今回、「衛星」を捕捉していただろう米軍の情報収集手段(レーダー等の航跡として確認できる手段のみ)を列記してみます。
・智異山等にある韓国国内のレーダーサイト
・米イージス艦及び弾道ミサイル観測支援艦(黄海に展開していたかは不明)
・嘉手納から運用されたコブラボール(3機)
・嘉手納から運用された国防総省ミサイル防衛局のガルフストリーム・エアロスペースG1159B型機(1機)

これら、全てが捕捉していた訳ではないと思います。
ですが、これら全てが捕捉していなかったとは考えられません。
実際、アメリカは北朝鮮による発射失敗を迅速に公表しているのですから、これらのどれかが捕捉していたことは間違いありません。

そして、それが日本側に提供されていれば、政府が情報の公表に関して失態を演じることもなかったハズです。

国家間の情報交換は、全てバーターで、有用な情報を得るためには、それなりの情報を与えなければなりません。

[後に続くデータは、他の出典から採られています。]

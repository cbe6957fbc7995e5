use std::time::Instant;

use crate::track::TrackedObject;

/// Dwell value of one live object after a frame.
#[derive(Debug, Clone, Copy, PartialEq)]
pub struct DwellReading {
    pub id: u64,
    pub dwell_seconds: f64,
}

/// Accumulates per-object presence time.
///
/// Time only ever grows for a live id. A dropped id takes its accumulator with
/// it, so a person who reappears starts again from zero under a new id.
#[derive(Debug, Default)]
pub struct DwellEngine;

impl DwellEngine {
    pub fn new() -> Self {
        DwellEngine
    }

    /// Advance every live object to `now`. Objects registered this frame start at zero.
    pub fn update<'a, I>(&self, objects: I, now: Instant) -> Vec<DwellReading>
    where
        I: IntoIterator<Item = &'a mut TrackedObject>,
    {
        objects
            .into_iter()
            .map(|obj| {
                if obj.is_new() {
                    obj.dwell = std::time::Duration::ZERO;
                } else {
                    // saturates if the caller's clock steps backwards
                    obj.dwell += now.saturating_duration_since(obj.last_update);
                }
                obj.last_update = now;
                DwellReading { id: obj.id, dwell_seconds: obj.dwell_seconds() }
            })
            .collect()
    }
}
//! Overlap suppression: collapse duplicate boxes of one person into a single box.
//!
//! The overlap ratio used here is asymmetric: the intersection is divided by the
//! area of the candidate being tested, not by the union. Candidates are visited
//! from the largest bottom edge (y2) downwards, so the box closest to the camera
//! wins.

use crate::detection::Detection;
use crate::error::{MonitorError, Result};

/// Intersection of `kept` and `candidate`, divided by the candidate's own area.
/// Coordinates are inclusive, so the candidate area is at least 1.
pub fn overlap_ratio(kept: &Detection, candidate: &Detection) -> f32 {
    let a = kept.tlbr();
    let b = candidate.tlbr();
    let xx1 = a[0].max(b[0]);
    let yy1 = a[1].max(b[1]);
    let xx2 = a[2].min(b[2]);
    let yy2 = a[3].min(b[3]);

    let w = (xx2 - xx1 + 1.0).max(0.0);
    let h = (yy2 - yy1 + 1.0).max(0.0);
    (w * h) / candidate.area()
}

/// Return indices of the boxes to keep, in the order they were picked.
pub fn suppress_indices(detections: &[Detection], overlap_thresh: f32) -> Result<Vec<usize>> {
    if !(0.0..=1.0).contains(&overlap_thresh) {
        return Err(MonitorError::DetectionInput(format!(
            "overlap threshold {} outside [0, 1]",
            overlap_thresh
        )));
    }
    for det in detections {
        det.validate()?;
    }

    let mut idxs: Vec<usize> = (0..detections.len()).collect();
    idxs.sort_by(|&i, &j| detections[i].tlbr[3].total_cmp(&detections[j].tlbr[3]));

    let mut keep = Vec::new();
    while let Some(i) = idxs.pop() {
        keep.push(i);
        let current = &detections[i];
        idxs.retain(|&j| overlap_ratio(current, &detections[j]) <= overlap_thresh);
    }
    Ok(keep)
}

/// Keep one box per physical object.
pub fn suppress(detections: &[Detection], overlap_thresh: f32) -> Result<Vec<Detection>> {
    let keep = suppress_indices(detections, overlap_thresh)?;
    Ok(keep.into_iter().map(|i| detections[i].clone()).collect())
}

日本側は、FPS-5等の固定レーダーやイージス艦の情報も、JADGEを通じて米軍に提供しているものと思われます。
しかし、その対価として、SEWしか得られていない可能性が高いでしょう。

日本の情報は、アメリカが持つ、広範で詳細な情報には、到底匹敵しえないでしょう。
ですが、対価がSEWだけだとしたら、あまりにも格差がありすぎます。
もはや、不平等と言っていいレベルでしょう。

日本が独自の情報収集能力を高めることも必要ですが、アメリカに対する交渉能力も高める必要があるのではないでしょうか。

少なくとも、北朝鮮からアメリカに向かうICBMを常時監視できる大湊のFPS-5のデータ等は、SEW以上の価値はあると思います。